I learn from the Twitter feed of the excellent and erudite Pieter Bullens of a curious story.  One of the most important manuscripts of Chrysostom’s Homilies on Matthew, currently University Library, Basle, under the shelf-mark B. II. 25, is to be sold at Sothebys after a 38-year loan.

The Sotheby’s catalogue contains a number of images, and some truly fascinating details.

The most recent edition of this work is F. Field, Sancti patris nostri Joannis Chrysotomi Archiepiscopi Constantinopolitani Homiliae in Matthaeum, 3 vols., 1839. (The Patrologia Graeca text being a reprint of the 17th century edition).  But this manuscript was unknown to Field, being published only in 1900.

What makes it special is a connection with the Latin translations of Chrysostom – in various passages it gives the same reading as Anianas of Celeda in the 5th century, where the majority of manuscripts are in error.

It would be nice to think that the university library in Basle have made a digital copy of the whole manuscript before it went to Sothebys.  It might be optimistic, too.

Sales of collections are always sad.  Sales of manuscripts often indicate the presence of death taxes, and other signs of the rapacity of the modern taxman.  It is probably the German state that is responsible for throwing this item to the mercy of the art market, but I don’t know this for fact.

As I don’t know how long this information will remain online, let me give a copy of the details here.  I wonder who wrote it?  It is magnificent!

PROVENANCE

(1) Palaeographical analysis by Ernst Gamillscheg and Michel Aubineau suggests that this manuscript was written in the late 9th century in Constantinople; the close relationship with manuscripts written by Nikolaus Studites, notably a codex signed by Nikolaos Studites in 835 (St Petersburg, National Library, MS 219; see S. Lake, VI: Manuscripts in Moscow and Leningrad, 1936, no.234) and another manuscript attributed to Studites (Vatican Library, MS gr.2079; see E. Follieri, Codices graeci Bibliothecae Vaticanae …, 1969, pl.13 and B.L. Fonkitch, ‘Notes paléographiques …’, Thesaurismata, 16, 1979, pp.154-56) may indicate an origin in the Studiu-Monastery. (2) The first and two last leaves replaced in the late 13th century by an accomplished scribe. (3) Liturgical rubrics added by a 14th-century scribe (e.g. ff. 8v, 36r, 54r) indicate that the manuscript was kept at the Hodegon Monastery in Constantinople; another example is the Codex Ebnerianus (Oxford, Bodleian Library, MS Auct.

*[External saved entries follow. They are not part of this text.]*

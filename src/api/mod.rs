//! HTTP surface
//!
//! Thin routing over the core: handlers validate nothing beyond shape,
//! delegate to the pure engines, and serialize the results. All business
//! defaulting (absent channels, missing history) happens in the core.

use axum::extract::{Path, State};
use axum::routing::{get, post};
use axum::{Json, Router};
use serde::{Deserialize, Serialize};
use std::collections::HashMap;
use std::sync::Arc;
use std::time::Duration;
use tower_http::cors::CorsLayer;
use tower_http::timeout::TimeoutLayer;
use tower_http::trace::TraceLayer;
use tracing::warn;

use crate::cbt::{self, strategy};
use crate::chat::{ChatReply, ChatService};
use crate::context::ConversationMessage;
use crate::emotion::risk::{self, RiskAssessment};
use crate::emotion::types::{
    AudioFeatures, EmotionSnapshot, FacialAnalysis, FusedAnalysis, Intensity, ModalityInput,
    TextAnalysis, VadScore, VoiceAnalysis,
};
use crate::emotion::trends::{self, EmotionTrend};
use crate::emotion::{classify, signals, text, FusionEngine};
use crate::llm::TextGenerator;
use crate::store::SqliteStore;

/// How many persisted snapshots feed history and pattern queries.
const HISTORY_SNAPSHOT_LIMIT: usize = 50;

pub struct AppState {
    pub store: SqliteStore,
    pub fusion: FusionEngine,
    pub generator: Arc<dyn TextGenerator>,
    pub chat: ChatService,
}

pub fn router(state: Arc<AppState>) -> Router {
    Router::new()
        .route("/health", get(health))
        .route("/emotion/analyze", post(analyze_emotion))
        .route("/emotion/risk", post(assess_risk))
        .route("/cbt/feedback", post(cbt_feedback))
        .route("/chat", post(chat))
        .route("/history/{session_id}", get(history))
        .layer(TraceLayer::new_for_http())
        .layer(CorsLayer::permissive())
        .layer(TimeoutLayer::new(Duration::from_secs(
            crate::config::CONFIG.request_timeout,
        )))
        .with_state(state)
}

async fn health() -> Json<serde_json::Value> {
    Json(serde_json::json!({ "status": "ok" }))
}

// ============================================================================
// Emotion analysis
// ============================================================================

/// Facial channel as submitted: the VAD estimate may be absent, in which
/// case it is derived from the emotion-score map.
#[derive(Debug, Deserialize)]
#[serde(rename_all = "camelCase")]
pub struct FacialChannel {
    pub vad_score: Option<VadScore>,
    pub confidence: Option<f64>,
    #[serde(default)]
    pub landmarks: Vec<(f64, f64)>,
    #[serde(default)]
    pub emotions: HashMap<String, f64>,
}

#[derive(Debug, Deserialize)]
#[serde(rename_all = "camelCase")]
pub struct VoiceChannel {
    pub vad_score: Option<VadScore>,
    pub confidence: Option<f64>,
    #[serde(default)]
    pub transcription: String,
    #[serde(default)]
    pub audio_features: AudioFeatures,
}

#[derive(Debug, Deserialize)]
#[serde(rename_all = "camelCase")]
pub struct TextChannel {
    pub content: Option<String>,
    pub vad_score: Option<VadScore>,
    pub confidence: Option<f64>,
    #[serde(default)]
    pub keywords: Vec<String>,
    pub primary_emotion: Option<String>,
    pub intensity: Option<Intensity>,
}

#[derive(Debug, Deserialize)]
#[serde(rename_all = "camelCase")]
pub struct AnalyzeRequest {
    pub facial: Option<FacialChannel>,
    pub voice: Option<VoiceChannel>,
    pub text: Option<TextChannel>,
    pub session_id: Option<String>,
}

impl AnalyzeRequest {
    /// Resolve submitted channels into full modality payloads, deriving VAD
    /// estimates where the detector did not supply one.
    fn into_modalities(self) -> ModalityInput {
        let facial = self.facial.map(|f| {
            let vad_score = f
                .vad_score
                .unwrap_or_else(|| signals::vad_from_facial_emotions(&f.emotions));
            FacialAnalysis {
                vad_score,
                confidence: f.confidence.unwrap_or(0.8),
                landmarks: f.landmarks,
                emotions: f.emotions,
            }
        });

        let voice = self.voice.map(|v| {
            let vad_score = v
                .vad_score
                .unwrap_or_else(|| signals::vad_from_voice(&v.transcription, &v.audio_features));
            VoiceAnalysis {
                vad_score,
                confidence: v.confidence.unwrap_or(0.8),
                transcription: v.transcription,
                audio_features: v.audio_features,
            }
        });

        let text = self.text.map(|t| match (t.vad_score, &t.content) {
            (Some(vad_score), _) => TextAnalysis {
                vad_score,
                confidence: t.confidence.unwrap_or(0.5),
                keywords: t.keywords,
                primary_emotion: t.primary_emotion,
                intensity: t.intensity,
            },
            (None, Some(content)) => text::analyze_text(content),
            (None, None) => TextAnalysis {
                vad_score: VadScore::NEUTRAL,
                confidence: 0.3,
                keywords: t.keywords,
                primary_emotion: t.primary_emotion,
                intensity: t.intensity,
            },
        });

        ModalityInput { facial, voice, text }
    }
}

/// Fusion output plus, for session-bound requests, movement against the
/// session's previous analyses.
#[derive(Debug, Serialize)]
#[serde(rename_all = "camelCase")]
pub struct AnalyzeResponse {
    #[serde(flatten)]
    pub analysis: FusedAnalysis,
    #[serde(skip_serializing_if = "Option::is_none")]
    pub trend: Option<EmotionTrend>,
}

async fn analyze_emotion(
    State(state): State<Arc<AppState>>,
    Json(request): Json<AnalyzeRequest>,
) -> Json<AnalyzeResponse> {
    let session_id = request.session_id.clone();
    let analysis = state.fusion.integrate_analysis(request.into_modalities());

    // Trend vs prior snapshots, then snapshot persistence; both are
    // best-effort and never fail the analysis itself.
    let mut trend = None;
    if let Some(session_id) = session_id {
        let previous = state
            .store
            .recent_snapshots(&session_id, HISTORY_SNAPSHOT_LIMIT)
            .await
            .unwrap_or_default();
        trend = Some(trends::track_emotion_changes(&analysis, &previous));

        if let Err(e) = state
            .store
            .save_snapshot(
                &session_id,
                &analysis.overall_vad,
                analysis.primary_emotion.as_str(),
                analysis.risk_level.as_str(),
                analysis.confidence,
            )
            .await
        {
            warn!("failed to persist emotion snapshot: {e}");
        }
    }

    Json(AnalyzeResponse { analysis, trend })
}

#[derive(Debug, Deserialize)]
#[serde(rename_all = "camelCase")]
pub struct RiskRequest {
    pub vad_score: VadScore,
}

async fn assess_risk(Json(request): Json<RiskRequest>) -> Json<RiskAssessment> {
    Json(risk::assess_risk(&request.vad_score))
}

// ============================================================================
// CBT feedback
// ============================================================================

#[derive(Debug, Deserialize)]
#[serde(rename_all = "camelCase")]
pub struct FeedbackRequest {
    pub vad_score: VadScore,
    #[serde(default)]
    pub context: String,
    pub session_id: Option<String>,
}

async fn cbt_feedback(
    State(state): State<Arc<AppState>>,
    Json(request): Json<FeedbackRequest>,
) -> Json<cbt::CbtStrategy> {
    let emotion = classify::classify_emotion(&request.vad_score);

    let history: Vec<EmotionSnapshot> = match &request.session_id {
        Some(session_id) => state
            .store
            .recent_snapshots(session_id, HISTORY_SNAPSHOT_LIMIT)
            .await
            .unwrap_or_default(),
        None => Vec::new(),
    };

    let base = strategy::map_strategy(emotion.as_str(), &request.vad_score);
    let elaborated = strategy::elaborate_strategy(
        state.generator.as_ref(),
        base,
        &request.vad_score,
        &request.context,
        &history,
    )
    .await;

    Json(elaborated)
}

// ============================================================================
// Chat & history
// ============================================================================

#[derive(Debug, Deserialize)]
#[serde(rename_all = "camelCase")]
pub struct ChatRequest {
    pub session_id: String,
    pub message: String,
}

async fn chat(
    State(state): State<Arc<AppState>>,
    Json(request): Json<ChatRequest>,
) -> Result<Json<ChatReply>, axum::http::StatusCode> {
    match state.chat.respond(&request.session_id, &request.message).await {
        Ok(reply) => Ok(Json(reply)),
        Err(e) => {
            warn!("chat turn failed: {e}");
            Err(axum::http::StatusCode::INTERNAL_SERVER_ERROR)
        }
    }
}

#[derive(Debug, Serialize)]
#[serde(rename_all = "camelCase")]
pub struct HistoryResponse {
    pub session_id: String,
    pub messages: Vec<ConversationMessage>,
    pub snapshots: Vec<EmotionSnapshot>,
    pub patterns: cbt::PatternAnalysis,
}

async fn history(
    State(state): State<Arc<AppState>>,
    Path(session_id): Path<String>,
) -> Result<Json<HistoryResponse>, axum::http::StatusCode> {
    let messages = state
        .store
        .load_messages(&session_id)
        .await
        .map_err(|e| {
            warn!("failed to load history: {e}");
            axum::http::StatusCode::INTERNAL_SERVER_ERROR
        })?;

    let snapshots = state
        .store
        .recent_snapshots(&session_id, HISTORY_SNAPSHOT_LIMIT)
        .await
        .map_err(|e| {
            warn!("failed to load snapshots: {e}");
            axum::http::StatusCode::INTERNAL_SERVER_ERROR
        })?;

    let patterns = cbt::patterns::analyze_emotion_patterns(&snapshots);

    Ok(Json(HistoryResponse {
        session_id,
        messages,
        snapshots,
        patterns,
    }))
}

T. inf. 1.10) that mentions the copyist and annotator Joasaph for the Hodegon Monastery in 1391 (see I. Hutter, Corpus der byzantinischen Miniaturhandschriften, I: Oxford, Bodleian Library, 1977, no.39 and E. Gamillscheg and D. Harlfinger, Repertorium aus Bibliotheken Grossbritanniens, 1981, no.208). (4) In England by 1900 (binding). Offered by Quaritch in their Catalogue No. 271: A Catalogue of Rare and Valuable Books, 1909, no.604; Catalogue No. 290: A Catalogue of Bibles, Liturgies, Church History and Theology, 1910, no.354; and probably also in subsequent catalogues; sold on 30 June 1914 to Karl W. Hiersemann, Leipzig, for £190 (BL, Add.64227: Quaritch, Account Ledgers 1913 onwards, p.174). (5) Bogislav Freiherr von Selchow (1877-1943), lyricist, naval officer and commander of Free Corps Marburg; his coat of arms inside the upper cover. (6) Martin Wahn (1883-1970), vicar and member of the Church Council of the Confessing Church in Kamienna Góra, Silesia, until 1947; died in Singen, southern Germany, just north of the German-Swiss border, in 1970. He may have received the manuscript through Bogislav’s sister Anni von Gottberg who was a member of the Confessing Church, Potsdam, and opponent of National Socialism. By descent to Martin Wahn’s grandson and then on deposit at the University Library, Basel, 1980-2018, under the shelf-mark B. II. 25.

TEXT

The manuscript includes the first 44 homilies of John Chrysostom on the Gospel of Matthew. The most recent critical edition of the text is F. Field, Sancti patris nostri Joannis Chrysotomi Archiepiscopi Constantinopolitani Homiliae in Matthaeum, 3 vols., 1839. (Migne’s Patrologia Graeca edition of 1862 simply reprinted Montfaucon’s older edition of 1612). None of these editions took into account the present manuscript because it was unknown to them. It contains numerous instances where its text sides with the Latin translation of Annianus (5th century AD Alexandria) over against the other medieval Greek manuscripts of John Chrysostom, e.g. folio 54 line 34 (Homily 8, vol. 1 p.102 Field) the MS reads parresias (which is correct and adopted by Field) over against periousias as given by MSS A, B, and the Armenian version – so that it can be seen that this MS represents an older tradition.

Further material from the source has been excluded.